Entries provided
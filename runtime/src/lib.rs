//! # Shardlink Runtime
//!
//! Request/response over a message broker for sharded cache workers.
//!
//! The broker only offers fire-and-forget publish/subscribe. This crate turns
//! it into timeout-bounded request/response: every request carries a fresh
//! correlation key and the name of a private reply queue, and the reply
//! consumer hands each reply to the caller waiting on that key.
//!
//! ## Core Components
//!
//! - **[`CacheClient`]**: Starts everything and exposes typed lookups
//! - **Connection Manager**: Owns the channel and reply queue, recreated on demand
//! - **Correlation Registry**: Outstanding requests keyed by correlation key
//! - **Request Dispatcher**: One publish, one wait, one classified outcome
//! - **Consumers**: Replies fulfill pending requests; events feed an [`EventStream`]
//! - **[`ContextualSupplier`]**: Lookups memoized for one event
//!
//! ## Example
//!
//! ```rust,no_run
//! use futures::StreamExt;
//! use shardlink_core::context::EventContext;
//! use shardlink_runtime::{CacheClient, ClientConfig, ContextualSupplier};
//! use shardlink_testing::InMemoryBroker;
//! use std::sync::Arc;
//!
//! # async fn example() -> Result<(), shardlink_core::RpcError> {
//! let config = ClientConfig::from_env()?;
//! let (client, mut events) = CacheClient::start(Arc::new(InMemoryBroker::new()), config).await?;
//!
//! while let Some(event) = events.next().await {
//!     let context = EventContext::for_event(&event, None);
//!     let supplier = ContextualSupplier::new(&client, &context);
//!     let guild: Option<serde_json::Value> = supplier.guild().await?;
//! }
//! # Ok(())
//! # }
//! ```

/// Cache client facade
pub mod client;

/// Client configuration
pub mod config;

/// Channel and reply queue ownership
pub mod connection;

/// Reply and event consumers
pub mod consumer;

/// Request publishing and reply classification
pub mod dispatcher;

/// Prometheus metrics for observability
pub mod metrics;

/// Outstanding requests by correlation key
pub mod registry;

/// Retry logic with exponential backoff
pub mod retry;

/// Per-event memoized lookups
pub mod supplier;

pub use client::CacheClient;
pub use config::ClientConfig;
pub use consumer::EventStream;
pub use metrics::MetricsServer;
pub use retry::RetryPolicy;
pub use supplier::ContextualSupplier;
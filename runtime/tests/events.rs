//! Broadcast event consumption through the in-memory broker.

#![allow(clippy::unwrap_used)]

use futures::StreamExt;
use serde_json::json;
use shardlink_core::broker::{Broker, MessageProperties};
use shardlink_core::codec::OCTET_STREAM;
use shardlink_runtime::{CacheClient, ClientConfig, EventStream};
use shardlink_testing::{ExchangeKind, InMemoryBroker, event_body, init_test_tracing, publish_event};
use std::sync::Arc;
use std::time::Duration;

async fn start(broker: &InMemoryBroker, config: ClientConfig) -> (CacheClient, EventStream) {
    init_test_tracing();
    broker.declare_exchange("events", ExchangeKind::Fanout);
    CacheClient::start(Arc::new(broker.clone()), config).await.unwrap()
}

async fn next(events: &mut EventStream) -> shardlink_core::event::ShardEvent {
    tokio::time::timeout(Duration::from_secs(1), events.next())
        .await
        .unwrap()
        .unwrap()
}

#[tokio::test]
async fn events_reach_the_stream() {
    let broker = InMemoryBroker::new();
    let (_client, mut events) = start(&broker, ClientConfig::new(2)).await;

    publish_event(&broker, "events", event_body(1, "MESSAGE_CREATE", &json!({ "guild_id": "99" })))
        .await
        .unwrap();

    let event = next(&mut events).await;
    assert_eq!(event.shard_id.get(), 1);
    assert!(event.event.is_named("MESSAGE_CREATE"));
    assert_eq!(event.event.guild_id().map(|g| g.get()), Some(99));
}

#[tokio::test]
async fn undecodable_delivery_does_not_stop_the_consumer() {
    let broker = InMemoryBroker::new();
    let (_client, mut events) = start(&broker, ClientConfig::new(2)).await;

    publish_event(&broker, "events", b"definitely not zlib".to_vec())
        .await
        .unwrap();
    publish_event(&broker, "events", event_body(0, "GUILD_CREATE", &json!({ "id": "5" })))
        .await
        .unwrap();

    let event = next(&mut events).await;
    assert!(event.event.is_named("GUILD_CREATE"));
    assert_eq!(event.event.guild_id().map(|g| g.get()), Some(5));
}

#[tokio::test]
async fn plain_json_events_are_accepted() {
    let broker = InMemoryBroker::new();
    let (_client, mut events) = start(&broker, ClientConfig::new(2)).await;

    let channel = broker.connection().open_channel().await.unwrap();
    let body = json!({ "shard_id": 0, "event": { "t": "READY", "op": 0, "d": {} } });
    channel
        .publish(
            "events",
            "",
            MessageProperties::default().with_content_type("application/json"),
            body.to_string().into_bytes(),
        )
        .await
        .unwrap();

    assert!(next(&mut events).await.event.is_named("READY"));
}

#[tokio::test]
async fn envelopes_without_an_event_are_skipped() {
    let broker = InMemoryBroker::new();
    let (_client, mut events) = start(&broker, ClientConfig::new(2)).await;

    let channel = broker.connection().open_channel().await.unwrap();
    let properties = MessageProperties::default().with_content_type(OCTET_STREAM);
    let empty = shardlink_core::codec::deflate(json!({ "shard_id": 0 }).to_string().as_bytes());
    channel.publish("events", "", properties, empty).await.unwrap();
    publish_event(&broker, "events", event_body(0, "TYPING_START", &json!({})))
        .await
        .unwrap();

    assert!(next(&mut events).await.event.is_named("TYPING_START"));
}

#[tokio::test]
async fn name_filter_drops_unwanted_events() {
    let broker = InMemoryBroker::new();
    let config = ClientConfig::new(2).with_event_names(["GUILD_DELETE"]);
    let (_client, mut events) = start(&broker, config).await;

    publish_event(&broker, "events", event_body(0, "PRESENCE_UPDATE", &json!({})))
        .await
        .unwrap();
    publish_event(&broker, "events", event_body(0, "GUILD_DELETE", &json!({ "id": "8" })))
        .await
        .unwrap();

    assert!(next(&mut events).await.event.is_named("GUILD_DELETE"));
}

#[tokio::test]
async fn event_consumer_follows_recovery() {
    let broker = InMemoryBroker::new();
    let (client, mut events) = start(&broker, ClientConfig::new(2)).await;

    broker.kill_channels();
    client.recover().await.unwrap();

    publish_event(&broker, "events", event_body(1, "CHANNEL_CREATE", &json!({ "guild_id": "3" })))
        .await
        .unwrap();
    assert!(next(&mut events).await.event.is_named("CHANNEL_CREATE"));
}

#[tokio::test]
async fn stream_ends_after_shutdown() {
    let broker = InMemoryBroker::new();
    let (client, mut events) = start(&broker, ClientConfig::new(2)).await;

    client.shutdown().await;
    let end = tokio::time::timeout(Duration::from_secs(1), events.next()).await.unwrap();
    assert!(end.is_none());
}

Task prompt
Look above for the line holding "sharded cache workers.", then set down exactly that line and every line after it up to and including the line holding "recreated on demand", with nothing else.

Task result
//! Request/response over a message broker for sharded cache workers.
//!
//! The broker only offers fire-and-forget publish/subscribe. This crate turns
//! it into timeout-bounded request/response: every request carries a fresh
//! correlation key and the name of a private reply queue, and the reply
//! consumer hands each reply to the caller waiting on that key.
//!
//! ## Core Components
//!
//! - **[`CacheClient`]**: Starts everything and exposes typed lookups
//! - **Connection Manager**: Owns the channel and reply queue, recreated on demand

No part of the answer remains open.